As I say, it shows - if someone "sees" the writing and not what's being written about, then the writing is getting in the way - for me and for many others.

Walls of text - you need to remember that many readers use phones and mobile devices for reading Lit - content for use on-line needs to be broken down into smaller chunks, so there's plenty of white space. It's not the same as a printed page.

The use of cup sizes as a descriptor is also a personal preference - some people love it and it does the job for them; others think oh for godssake why? It polarises, certainly, and my gut feel from the last few years here suggests on the whole it's better not to use it as a writing ploy. For me, it evokes nothing but a very unsexy comparative table on a medical web-site. But as I say, some readers crave the numbers. It wasn't the story killer though, just the "right, that's enough" moment.
 
That is the problem with living in the electronic age, you get used to letting the software do the work I guess. I've been out of school for more than thirty years and haven't written anything longer than a grocery list until seven months ago. The only other thing I write are e-mails at work and where I work no one is paying attention to punctuation believe me, you would be appalled at what the e-mail traffic at my office reads like.

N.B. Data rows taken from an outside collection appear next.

//! Group registrar task: indexes the device cells of one group

use std::collections::HashMap;
use std::time::Duration;

use futures::future::join_all;
use tokio::sync::mpsc;
use tracing::{debug, info, warn};

use crate::actor::{ActorId, Lifeline, Monitor, ReplyTo};
use crate::device::{DeviceCell, DeviceHandle, DeviceIdentity, DeviceMessage, TrackDevice};
use crate::query::GatherQuery;
use crate::registry::RegistryConfig;

use super::handle::GroupHandle;
use super::messages::{GroupMessage, ReplyDeviceList, RespondAllTemperatures};

/// Owns the device cells of one group
///
/// `device_id_to_device` and `actor_to_device_id` are kept as exact duals; every
/// cell in them was spawned here and is watched by `monitor`.
pub struct GroupRegistrar {
    group_id: String,
    config: RegistryConfig,
    device_id_to_device: HashMap<String, DeviceHandle>,
    actor_to_device_id: HashMap<ActorId, String>,
    monitor: Monitor<GroupMessage>,
    rx: mpsc::Receiver<GroupMessage>,
    lifeline: Lifeline,
}

impl GroupRegistrar {
    /// Spawn a registrar task and return its handle
    pub fn spawn(group_id: impl Into<String>, config: RegistryConfig) -> GroupHandle {
        let (registrar, handle) = Self::new(group_id.into(), config);
        tokio::spawn(registrar.run());
        handle
    }

    fn new(group_id: String, config: RegistryConfig) -> (Self, GroupHandle) {
        let (tx, rx) = mpsc::channel(config.mailbox_buffer);
        let (lifeline, exit) = Lifeline::new(ActorId::next());

        let handle = GroupHandle::new(group_id.clone(), tx.clone(), exit, config.query_timeout());
        let registrar = Self {
            group_id,
            config,
            device_id_to_device: HashMap::new(),
            actor_to_device_id: HashMap::new(),
            monitor: Monitor::new(&tx),
            rx,
            lifeline,
        };
        (registrar, handle)
    }

    async fn run(mut self) {
        info!(group_id = %self.group_id, actor = %self.lifeline.id(), "DeviceGroup started");

        while let Some(msg) = self.rx.recv().await {
            match msg {
                GroupMessage::TrackDevice(track) => self.on_track_device(track),

                GroupMessage::ListDevices { request_id, reply_to } => {
                    let reply = ReplyDeviceList {
                        request_id,
                        device_ids: self.device_id_to_device.keys().cloned().collect(),
                    };
                    reply_to.send(reply).await;
                }

                GroupMessage::RequestAllTemperatures {
                    request_id,
                    reply_to,
                    timeout,
                } => self.on_request_all_temperatures(request_id, reply_to, timeout),

                GroupMessage::DeviceTerminated { device } => self.on_device_terminated(device),

                GroupMessage::Stop => {
                    debug!(group_id = %self.group_id, "Stop requested");
                    break;
                }
            }
        }

        self.stop_devices().await;
        self.lifeline.exit();
        info!(group_id = %self.group_id, "DeviceGroup stopped");
    }

    fn on_track_device(&mut self, track: TrackDevice) {
        if track.group_id != self.group_id {
            warn!(
                requested_group = %track.group_id,
                group_id = %self.group_id,
                "Ignoring TrackDevice request for another group"
            );
            return;
        }

        let existing = self.device_id_to_device.get(&track.device_id).cloned();
        let device = match existing {
            Some(device) if !device.has_exited() => device,
            Some(stale) => {
                // Exited but its notice is still in flight: replace it, never reuse it
                self.forget(stale.id());
                self.create_device(&track.device_id)
            }
            None => self.create_device(&track.device_id),
        };

        // Never wait on a child's mailbox; a dropped request surfaces as NoReply to its sender
        if let Err(e) = device.try_send(DeviceMessage::TrackDevice(track)) {
            warn!(group_id = %self.group_id, error = %e, "Failed to forward TrackDevice");
        }
    }

    fn create_device(&mut self, device_id: &str) -> DeviceHandle {
        info!(group_id = %self.group_id, %device_id, "Creating device cell");
        let device = DeviceCell::spawn(
            DeviceIdentity::new(&self.group_id, device_id),
            self.config.mailbox_buffer,
        );
        self.adopt(device.clone());
        device
    }

    /// Index a cell under its device id and watch it
    fn adopt(&mut self, device: DeviceHandle) {
        self.monitor
            .watch(device.exit_watch(), |device| GroupMessage::DeviceTerminated { device });
        self.actor_to_device_id.insert(device.id(), device.device_id().to_string());
        self.device_id_to_device.insert(device.device_id().to_string(), device);
    }

    fn on_request_all_temperatures(
        &self,
        request_id: u64,
        reply_to: ReplyTo<RespondAllTemperatures>,
        timeout: Duration,
    ) {
        let snapshot: Vec<DeviceHandle> = self.device_id_to_device.values().cloned().collect();
        debug!(
            group_id = %self.group_id,
            request_id,
            devices = snapshot.len(),
            "Spawning temperature query"
        );
        GatherQuery::spawn(snapshot, request_id, reply_to, timeout);
    }

    fn on_device_terminated(&mut self, device: ActorId) {
        match self.actor_to_device_id.get(&device) {
            Some(device_id) => {
                info!(group_id = %self.group_id, %device_id, "Device cell has been terminated");
                self.forget(device);
            }
            None => debug!(group_id = %self.group_id, %device, "Ignoring notice for an untracked device"),
        }
    }

    /// Drop a cell from both maps
    fn forget(&mut self, device: ActorId) {
        self.monitor.unwatch(device);
        if let Some(device_id) = self.actor_to_device_id.remove(&device) {
            self.device_id_to_device.remove(&device_id);
        }
    }

    /// Stop every cell and wait for them to exit
    async fn stop_devices(&mut self) {
        let devices: Vec<DeviceHandle> = self.device_id_to_device.drain().map(|(_, device)| device).collect();
        self.actor_to_device_id.clear();

        for device in &devices {
            let _ = device.stop().await;
        }
        join_all(devices.iter().map(DeviceHandle::stopped)).await;
    }
}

Anyway I do try to proof read my stuff but after re-reading the same thing for the tenth time it starts to get old and no matter how careful I miss things, I'm actually embarrassed about the "complement" thing, I know the right word I just didn't catch that MS Word had changed it.

I also tend to just let MS Word handle the punctuation and assume its right but looking at some of your examples I can see where it reads worse than my original version. I am going to go back and edit it again after the holidays and try a little harder next time.

Thanks for your honest feedback.
 
The only other thing I write are e-mails at work and where I work no one is paying attention to punctuation believe me, you would be appalled at what the e-mail traffic at my office reads like.

Lol - I've worked with graduate engineers, I know exactly what you mean.